La crise donne l’occasion de réinventer notre modèle aéroportuaire et de l’inscrire sur le long terme dans une vision citoyenne et éco-responsable.

L’activité d’un aéroport impacte forcément les territoires alentour. Que s’est-il passé cette année dans la relation avec les territoires et les communes riveraines ? 

La cohésion et le lien social qu’entretiennent nos aéroports avec les territoires ont été renforcés à l’aune de la crise sanitaire dans la mesure où nous avons eu une mobilisation solidaire sans précédent : mise à disposition de certains personnels auprès de l’Assistance Publique des Hôpitaux de Paris (AP-HP), dons de tablettes pour permettre aux malades de garder le lien avec leurs familles, volontariat de salariés du groupe en activité partielle donnant de leur temps pour contribuer à des missions d’intérêt général... Durant le premier confinement, Paris-Orly s’est transformé en zone d’évacuation de malades hors de l’Île-de-France et Paris-Charles de Gaulle a assuré une activité cargo médical pour l’approvisionnement du pays en matériel indispensable. Bien sûr, au-delà de cet élan solidaire, nous continuons de travailler avec l’écosystème local en faveur de l’emploi, en mesurant l’impact de la crise, en aidant à en atténuer les effets par des programmes d’accompagnement à la formation, et en préparant la reprise et l’orientation vers les filières résilientes.

Quelle est votre feuille de route pour 2021 ? 

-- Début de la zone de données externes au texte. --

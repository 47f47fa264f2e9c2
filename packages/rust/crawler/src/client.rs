//! Rate-limited, retrying HTTP fetch primitive shared by every source.
//!
//! Every attempt is preceded by a fixed politeness delay. Failed attempts
//! (transport error, non-2xx status, or a block page) are retried with
//! exponential backoff up to `max_attempts`; after that the caller gets a
//! [`FetchFailure`] and nothing is raised further.

use std::time::Duration;

use reqwest::Client;
use reqwest::header::{ACCEPT, ACCEPT_LANGUAGE, HeaderMap, HeaderValue};
use tracing::{debug, instrument, warn};
use url::Url;

use firmscope_shared::{FirmscopeError, HttpConfig, Result};

/// Bodies beyond this size are truncated while reading.
const MAX_BODY_BYTES: usize = 5 * 1024 * 1024;

/// Lowercased substrings that identify CAPTCHA / robot-check pages.
const BLOCK_MARKERS: [&str; 4] = ["captcha", "access denied", "robot check", "unusual traffic"];

/// Exponent cap so `base * 2^n` cannot overflow.
const MAX_BACKOFF_EXPONENT: u32 = 16;

// ---------------------------------------------------------------------------
// Results
// ---------------------------------------------------------------------------

/// A successful response body.
#[derive(Debug, Clone)]
pub struct FetchedBody {
    /// Final URL after redirects.
    pub url: String,
    pub status: u16,
    pub body: String,
    /// Attempts used, including the successful one.
    pub attempts: u32,
}

/// Why a single attempt failed.
#[derive(Debug, Clone, PartialEq, Eq, thiserror::Error)]
pub enum FailureCause {
    #[error("transport error: {0}")]
    Transport(String),
    #[error("HTTP {0}")]
    Status(u16),
    #[error("blocked (matched '{0}')")]
    Blocked(&'static str),
}

/// All attempts for a URL failed.
#[derive(Debug, Clone, thiserror::Error)]
#[error("{url}: gave up after {attempts} attempt(s): {cause}")]
pub struct FetchFailure {
    pub url: String,
    pub attempts: u32,
    /// Cause of the last attempt.
    pub cause: FailureCause,
    /// Backoff delays slept between attempts, in order.
    pub backoffs: Vec<Duration>,
}

// ---------------------------------------------------------------------------
// Transport
// ---------------------------------------------------------------------------

/// HTTP client with politeness delay, block detection and bounded retry.
#[derive(Debug, Clone)]
pub struct Transport {
    client: Client,
    max_attempts: u32,
    backoff_base: Duration,
    request_delay: Duration,
}

impl Transport {
    /// Build a transport from the `[http]` config section.
    pub fn new(config: &HttpConfig) -> Result<Self> {
        let mut headers = HeaderMap::new();
        headers.insert(
            ACCEPT,
            HeaderValue::from_static(
                "text/html,application/xhtml+xml,application/xml;q=0.9,image/webp,*/*;q=0.8",
            ),
        );
        headers.insert(ACCEPT_LANGUAGE, HeaderValue::from_static("en-US,en;q=0.5"));
        headers.insert("DNT", HeaderValue::from_static("1"));
        headers.insert("Upgrade-Insecure-Requests", HeaderValue::from_static("1"));

        let client = Client::builder()
            .user_agent(config.user_agent.as_str())
            .default_headers(headers)
            .redirect(reqwest::redirect::Policy::limited(5))
            .timeout(config.timeout())
            .build()
            .map_err(|e| FirmscopeError::Network(format!("failed to build HTTP client: {e}")))?;

        Ok(Self {
            client,
            max_attempts: config.max_attempts.max(1),
            backoff_base: config.backoff_base(),
            request_delay: config.request_delay(),
        })
    }

    /// Fetch `url`, retrying until it succeeds or `max_attempts` is spent.
    #[instrument(skip(self), fields(max_attempts = self.max_attempts))]
    pub async fn fetch(&self, url: &str) -> std::result::Result<FetchedBody, FetchFailure> {
        let mut backoffs = Vec::new();
        let mut last_cause = FailureCause::Transport("no attempt made".into());

        for attempt in 0..self.max_attempts {
            if !self.request_delay.is_zero() {
                tokio::time::sleep(self.request_delay).await;
            }

            match self.attempt(url).await {
                Ok((final_url, status, body)) => {
                    debug!(attempt = attempt + 1, status, len = body.len(), "fetched");
                    return Ok(FetchedBody {
                        url: final_url,
                        status,
                        body,
                        attempts: attempt + 1,
                    });
                }
                Err(cause) => {
                    let is_last = attempt + 1 >= self.max_attempts;
                    if is_last {
                        last_cause = cause;
                        break;
                    }
                    let delay = backoff_delay(self.backoff_base, attempt);
                    warn!(
                        attempt = attempt + 1,
                        delay_ms = delay.as_millis() as u64,
                        cause = %cause,
                        "fetch failed, retrying"
                    );
                    last_cause = cause;
                    tokio::time::sleep(delay).await;
                    backoffs.push(delay);
                }
            }
        }

        warn!(attempts = self.max_attempts, cause = %last_cause, "giving up on URL");
        Err(FetchFailure {
            url: url.to_string(),
            attempts: self.max_attempts,
            cause: last_cause,
            backoffs,
        })
    }

    /// Like [`fetch`](Self::fetch) but only the body, for callers that map
    /// any failure to absence.
    pub async fn fetch_text(&self, url: &str) -> Option<String> {
        self.fetch(url).await.ok().map(|fetched| fetched.body)
    }

    /// One GET: status check, capped body read, block detection.
    async fn attempt(
        &self,
        url: &str,
    ) -> std::result::Result<(String, u16, String), FailureCause> {
        let mut response = self
            .client
            .get(url)
            .send()
            .await
            .map_err(|e| FailureCause::Transport(e.to_string()))?;

        let status = response.status();
        if !status.is_success() {
            return Err(FailureCause::Status(status.as_u16()));
        }
        let final_url = response.url().to_string();

        let mut bytes: Vec<u8> = Vec::new();
        while let Some(chunk) = response
            .chunk()
            .await
            .map_err(|e| FailureCause::Transport(format!("body read failed: {e}")))?
        {
            let remaining = MAX_BODY_BYTES.saturating_sub(bytes.len());
            if remaining == 0 {
                debug!(limit = MAX_BODY_BYTES, "response body truncated");
                break;
            }
            bytes.extend_from_slice(&chunk[..chunk.len().min(remaining)]);
        }
        let body = String::from_utf8_lossy(&bytes).into_owned();

        if let Some(marker) = detect_block(&body) {
            return Err(FailureCause::Blocked(marker));
        }

        Ok((final_url, status.as_u16(), body))
    }
}

/// Delay slept after failed attempt `attempt` (0-based): `base * 2^attempt`.
pub fn backoff_delay(base: Duration, attempt: u32) -> Duration {
    base.saturating_mul(1u32 << attempt.min(MAX_BACKOFF_EXPONENT))
}

/// Return the block marker found in `body`, if any.
pub fn detect_block(body: &str) -> Option<&'static str> {
    let lowered = body.to_lowercase();
    BLOCK_MARKERS
        .into_iter()
        .find(|marker| lowered.contains(marker))
}

/// Build `base?key=value&...` with proper escaping.
pub fn url_with_query(base: &str, params: &[(&str, &str)]) -> Result<String> {
    Url::parse_with_params(base, params)
        .map(|u| u.to_string())
        .map_err(|e| FirmscopeError::validation(format!("invalid endpoint '{base}': {e}")))
}

#[cfg(test)]
mod tests {
    use super::*;

    fn fast_config(max_attempts: u32) -> HttpConfig {
        HttpConfig {
            timeout_secs: 5,
            max_attempts,
            backoff_base_ms: 5,
            request_delay_ms: 0,
            fetch_concurrency: 4,
            user_agent: "firmscope-test".into(),
        }
    }

    #[test]
    fn backoff_is_exponential() {
        let base = Duration::from_secs(2);
        assert_eq!(backoff_delay(base, 0), Duration::from_secs(2));
        assert_eq!(backoff_delay(base, 1), Duration::from_secs(4));
        assert_eq!(backoff_delay(base, 2), Duration::from_secs(8));
    }

    #[test]
    fn backoff_saturates_instead_of_overflowing() {
        let huge = backoff_delay(Duration::from_secs(u64::MAX / 2), 40);
        assert_eq!(huge, Duration::MAX);
    }

    #[test]
    fn block_markers_are_case_insensitive() {
        assert_eq!(detect_block("<h1>Please solve this CAPTCHA</h1>"), Some("captcha"));
        assert_eq!(detect_block("Access Denied"), Some("access denied"));
        assert_eq!(detect_block("<p>Acme makes widgets</p>"), None);
    }

    #[test]
    fn query_urls_are_escaped() {
        let url = url_with_query("https://search.example.com/search", &[("q", "Acme & Co TX")])
            .unwrap();
        assert_eq!(url, "https://search.example.com/search?q=Acme+%26+Co+TX");
    }

    #[tokio::test]
    async fn fetch_returns_body_on_success() {
        let server = wiremock::MockServer::start().await;
        wiremock::Mock::given(wiremock::matchers::method("GET"))
            .and(wiremock::matchers::path("/about"))
            .respond_with(wiremock::ResponseTemplate::new(200).set_body_string("<p>Acme</p>"))
            .expect(1)
            .mount(&server)
            .await;

        let transport = Transport::new(&fast_config(3)).unwrap();
        let fetched = transport
            .fetch(&format!("{}/about", server.uri()))
            .await
            .expect("fetch ok");
        assert_eq!(fetched.status, 200);
        assert_eq!(fetched.attempts, 1);
        assert_eq!(fetched.body, "<p>Acme</p>");
    }

    #[tokio::test]
    async fn fetch_gives_up_after_exactly_max_attempts() {
        let server = wiremock::MockServer::start().await;
        wiremock::Mock::given(wiremock::matchers::method("GET"))
            .respond_with(wiremock::ResponseTemplate::new(503))
            .expect(4)
            .mount(&server)
            .await;

        let transport = Transport::new(&fast_config(4)).unwrap();
        let failure = transport
            .fetch(&format!("{}/down", server.uri()))
            .await
            .expect_err("should fail");

        assert_eq!(failure.attempts, 4);
        assert_eq!(failure.cause, FailureCause::Status(503));
        // No backoff after the final attempt.
        assert_eq!(failure.backoffs.len(), 3);
        assert!(failure.backoffs.windows(2).all(|w| w[0] < w[1]));
        // MockServer verifies `.expect(4)` on drop.
    }

    #[tokio::test]
    async fn block_page_counts_as_failure() {
        let server = wiremock::MockServer::start().await;
        wiremock::Mock::given(wiremock::matchers::method("GET"))
            .respond_with(
                wiremock::ResponseTemplate::new(200)
                    .set_body_string("<html>Our systems detected unusual traffic</html>"),
            )
            .expect(2)
            .mount(&server)
            .await;

        let transport = Transport::new(&fast_config(2)).unwrap();
        let failure = transport.fetch(&server.uri()).await.expect_err("blocked");
        assert_eq!(failure.cause, FailureCause::Blocked("unusual traffic"));
        assert_eq!(failure.attempts, 2);
    }

    #[tokio::test]
    async fn recovers_after_transient_failure() {
        let server = wiremock::MockServer::start().await;
        wiremock::Mock::given(wiremock::matchers::method("GET"))
            .respond_with(wiremock::ResponseTemplate::new(500))
            .up_to_n_times(1)
            .mount(&server)
            .await;
        wiremock::Mock::given(wiremock::matchers::method("GET"))
            .respond_with(wiremock::ResponseTemplate::new(200).set_body_string("ok"))
            .mount(&server)
            .await;

        let transport = Transport::new(&fast_config(3)).unwrap();
        let fetched = transport.fetch(&server.uri()).await.expect("second attempt");
        assert_eq!(fetched.attempts, 2);
        assert_eq!(fetched.body, "ok");
    }

    #[tokio::test]
    async fn unreachable_host_is_a_failure_not_a_panic() {
        let transport = Transport::new(&fast_config(1)).unwrap();
        let failure = transport
            .fetch("http://127.0.0.1:1/nothing")
            .await
            .expect_err("connection refused");
        assert!(matches!(failure.cause, FailureCause::Transport(_)));
        assert!(transport.fetch_text("http://127.0.0.1:1/").await.is_none());
    }
}
//! CLI command definitions, routing, and tracing setup.

use std::path::{Path, PathBuf};
use std::sync::Arc;

use clap::{Parser, Subcommand};
use color_eyre::eyre::{Result, eyre};
use firmscope_core::{
    CompanyOutcome, ExtractionEngine, OllamaCli, ProgressReporter, RunSummary, build_pipeline,
    default_output_path, replay_dump, run_job,
};
use firmscope_shared::{
    AppConfig, JobConfig, OUTPUT_FIELDS, RunContext, init_config, load_config, load_config_from,
};
use firmscope_storage::IncrementalWriter;
use indicatif::{ProgressBar, ProgressStyle};
use tracing::{info, warn};

// ---------------------------------------------------------------------------
// CLI structure
// ---------------------------------------------------------------------------

/// Firmscope: build structured company profiles from public sources.
#[derive(Parser)]
#[command(
    name = "firmscope",
    version,
    about = "Aggregate public information about companies into one CSV row per location.",
    long_about = None,
)]
pub(crate) struct Cli {
    /// Log format: text (default) or json.
    #[arg(long, default_value = "text", global = true)]
    pub log_format: LogFormat,

    /// Verbosity level (-v, -vv).
    #[arg(short, long, action = clap::ArgAction::Count, global = true)]
    pub verbose: u8,

    /// Also write log events to this file (no colors).
    #[arg(long, global = true)]
    pub log_file: Option<PathBuf>,

    /// Config file to use instead of ~/.firmscope/firmscope.toml.
    #[arg(long, env = "FIRMSCOPE_CONFIG", global = true)]
    pub config: Option<PathBuf>,

    #[command(subcommand)]
    pub command: Command,
}

/// Log output format.
#[derive(Clone, Debug, clap::ValueEnum)]
pub(crate) enum LogFormat {
    Text,
    Json,
}

/// Top-level CLI subcommands.
#[derive(Subcommand)]
pub(crate) enum Command {
    /// Process every company in an input file.
    Run(RunArgs),

    /// Re-run extraction on a stored corpus dump without fetching.
    Replay {
        /// Corpus dump written by a previous run.
        dump: PathBuf,

        /// Write rows to this CSV instead of printing JSON.
        #[arg(short, long)]
        out: Option<PathBuf>,

        /// Model identifier (overrides config).
        #[arg(long)]
        model: Option<String>,
    },

    /// Configuration management.
    Config {
        /// Config subcommand.
        #[command(subcommand)]
        action: ConfigAction,
    },
}

/// Arguments of `firmscope run`.
#[derive(clap::Args, Debug)]
pub(crate) struct RunArgs {
    /// Input file: JSON array or CSV / pipe-delimited text.
    pub input: PathBuf,

    /// Output CSV (defaults to <output_dir>/<input stem>_results.csv).
    #[arg(short, long)]
    pub out: Option<PathBuf>,

    /// Continue a previous run on the same output from its checkpoint.
    #[arg(long)]
    pub resume: bool,

    /// Stop after this many companies.
    #[arg(long)]
    pub max_companies: Option<usize>,

    /// Companies per batch.
    #[arg(long)]
    pub batch_size: Option<usize>,

    /// Concurrent companies within a batch.
    #[arg(long)]
    pub workers: Option<usize>,

    /// Model identifier (overrides config).
    #[arg(long)]
    pub model: Option<String>,

    /// Directory for per-company corpus dumps.
    #[arg(long)]
    pub debug_dir: Option<PathBuf>,

    /// Skip the inference CLI availability check.
    #[arg(long)]
    pub skip_check: bool,
}

/// Config subcommands.
#[derive(Subcommand)]
pub(crate) enum ConfigAction {
    /// Initialize config file with defaults.
    Init,
    /// Show resolved configuration.
    Show,
}

// ---------------------------------------------------------------------------
// Tracing setup
// ---------------------------------------------------------------------------

/// Initialize tracing based on CLI flags.
pub(crate) fn init_tracing(cli: &Cli) -> Result<()> {
    use tracing_subscriber::{EnvFilter, Layer, fmt, prelude::*};

    let filter = match cli.verbose {
        0 => "firmscope=info",
        1 => "firmscope=debug",
        _ => "firmscope=trace",
    };

    let env_filter = EnvFilter::try_from_default_env().unwrap_or_else(|_| EnvFilter::new(filter));

    let console = match cli.log_format {
        LogFormat::Text => fmt::layer()
            .with_target(false)
            .with_writer(std::io::stderr)
            .boxed(),
        LogFormat::Json => fmt::layer().json().with_writer(std::io::stderr).boxed(),
    };

    let file = match &cli.log_file {
        Some(path) => {
            let file = std::fs::OpenOptions::new()
                .create(true)
                .append(true)
                .open(path)
                .map_err(|e| eyre!("cannot open log file {}: {e}", path.display()))?;
            Some(
                fmt::layer()
                    .with_ansi(false)
                    .with_writer(std::sync::Mutex::new(file))
                    .boxed(),
            )
        }
        None => None,
    };

    tracing_subscriber::registry()
        .with(env_filter)
        .with(console)
        .with(file)
        .init();
    Ok(())
}

// ---------------------------------------------------------------------------
// Command dispatch
// ---------------------------------------------------------------------------

/// Run the CLI command.
pub(crate) async fn run(cli: Cli) -> Result<()> {
    let config_path = cli.config;
    match cli.command {
        Command::Run(args) => cmd_run(config_path.as_deref(), args).await,
        Command::Replay { dump, out, model } => {
            cmd_replay(config_path.as_deref(), &dump, out.as_deref(), model).await
        }
        Command::Config { action } => match action {
            ConfigAction::Init => cmd_config_init().await,
            ConfigAction::Show => cmd_config_show(config_path.as_deref()).await,
        },
    }
}

fn app_config(path: Option<&Path>) -> Result<AppConfig> {
    Ok(match path {
        Some(path) => load_config_from(path)?,
        None => load_config()?,
    })
}

/// Merge CLI flags over the loaded config.
fn job_from_args(config: &AppConfig, args: RunArgs) -> JobConfig {
    let output = args
        .out
        .unwrap_or_else(|| default_output_path(Path::new(&config.defaults.output_dir), &args.input));

    let mut job = JobConfig::from_app(config, args.input, output);
    job.resume = args.resume;
    if let Some(max) = args.max_companies {
        job.batch.max_companies = Some(max);
    }
    if let Some(size) = args.batch_size {
        job.batch.batch_size = size;
    }
    if let Some(workers) = args.workers {
        job.batch.workers = workers;
    }
    if let Some(model) = args.model {
        job.inference.model = model;
    }
    if let Some(dir) = args.debug_dir {
        job.debug_dir = dir;
    }
    job
}

// ---------------------------------------------------------------------------
// Command handlers
// ---------------------------------------------------------------------------

async fn cmd_run(config_path: Option<&Path>, args: RunArgs) -> Result<()> {
    let config = app_config(config_path)?;
    let skip_check = args.skip_check;
    let job = job_from_args(&config, args);
    job.validate()?;

    let client = OllamaCli::new(&job.inference);
    if skip_check {
        warn!("skipping inference availability check");
    } else {
        client.check_available().await?;
    }

    let ctx = RunContext::new();
    info!(
        run_id = %ctx.run_id,
        input = %job.input.display(),
        output = %job.output.display(),
        model = client.model(),
        resume = job.resume,
        "starting"
    );

    let pipeline = Arc::new(build_pipeline(&job, &ctx, Arc::new(client))?);
    let reporter = CliProgress::new();
    let summary = run_job(&job, pipeline, &ctx, &reporter).await?;

    println!();
    println!("  Run complete!");
    println!("  Run:       {}", summary.run_id);
    println!("  Companies: {}", summary.companies);
    println!(
        "  Batches:   {} run, {} skipped",
        summary.batches_run, summary.batches_skipped
    );
    println!("  Rows:      {}", summary.rows_written);
    println!("  Fallbacks: {}", summary.fallbacks);
    println!("  Output:    {}", job.output.display());
    println!("  Time:      {:.1}s", summary.elapsed.as_secs_f64());
    println!();

    Ok(())
}

async fn cmd_replay(
    config_path: Option<&Path>,
    dump: &Path,
    out: Option<&Path>,
    model: Option<String>,
) -> Result<()> {
    let mut config = app_config(config_path)?;
    if let Some(model) = model {
        config.inference.model = model;
    }

    let client = OllamaCli::new(&config.inference);
    client.check_available().await?;
    let engine = ExtractionEngine::new(Arc::new(client), &config.inference, RunContext::new());

    let outcome = replay_dump(dump, &engine).await?;
    info!(
        company = %outcome.query.name,
        rows = outcome.rows.len(),
        fallback = outcome.outcome.is_fallback(),
        "replay complete"
    );

    match out {
        Some(path) => {
            let writer = IncrementalWriter::initialize(path, &OUTPUT_FIELDS)?;
            let written = writer.append(&outcome.rows)?;
            println!("Wrote {written} rows to {}", path.display());
        }
        None => println!("{}", serde_json::to_string_pretty(&outcome.rows)?),
    }
    Ok(())
}

async fn cmd_config_init() -> Result<()> {
    let path = init_config()?;
    println!("Config initialized at: {}", path.display());
    Ok(())
}

async fn cmd_config_show(config_path: Option<&Path>) -> Result<()> {
    let config = app_config(config_path)?;
    let toml_str = toml::to_string_pretty(&config)?;
    println!("{toml_str}");
    Ok(())
}

// ---------------------------------------------------------------------------
// CLI progress reporter
// ---------------------------------------------------------------------------

/// CLI progress reporter: a spinner until batches are planned, then a bar
/// over the companies still to process.
struct CliProgress {
    bar: ProgressBar,
}

impl CliProgress {
    fn new() -> Self {
        let bar = ProgressBar::new_spinner();
        bar.set_style(
            ProgressStyle::with_template("{spinner:.cyan} {msg}")
                .unwrap_or_else(|_| ProgressStyle::default_spinner())
                .tick_strings(&["⠋", "⠙", "⠹", "⠸", "⠼", "⠴", "⠦", "⠧", "⠇", "⠏"]),
        );
        bar.enable_steady_tick(std::time::Duration::from_millis(80));
        Self { bar }
    }
}

impl ProgressReporter for CliProgress {
    fn phase(&self, name: &str) {
        self.bar.set_message(name.to_string());
    }

    fn planned(&self, remaining: usize, total_batches: usize, skipped_batches: usize) {
        self.bar.set_style(
            ProgressStyle::with_template("{spinner:.cyan} [{bar:30.cyan/blue}] {pos}/{len} {msg}")
                .unwrap_or_else(|_| ProgressStyle::default_bar())
                .progress_chars("=> "),
        );
        self.bar.set_length(remaining as u64);
        if skipped_batches > 0 {
            self.bar.println(format!(
                "Resuming: {skipped_batches} of {total_batches} batches already done"
            ));
        }
    }

    fn company_done(&self, outcome: &CompanyOutcome) {
        self.bar.inc(1);
        if outcome.outcome.is_fallback() {
            self.bar
                .set_message(format!("{} (fallback)", outcome.query.name));
        } else {
            self.bar.set_message(outcome.query.name.clone());
        }
    }

    fn batch_done(&self, batch: usize, total_batches: usize, rows: usize) {
        self.bar
            .set_message(format!("Batch {batch}/{total_batches} saved ({rows} rows)"));
    }

    fn done(&self, _summary: &RunSummary) {
        self.bar.finish_and_clear();
    }
}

2021 sera probablement encore une année de transition étant donné que la crise perdure, mais c’est également l’occasion de réinventer notre modèle aéroportuaire, et d’inscrire une nouvelle vision citoyenne et éco-responsable sur notre feuille de route à long terme. L’un de nos défis principaux de l’année à venir sera de faire la preuve que l’atteinte du zéro émission CO2 pour l’aviation européenne est crédible. C’est une condition essentielle pour la préservation de notre activité sur le long terme.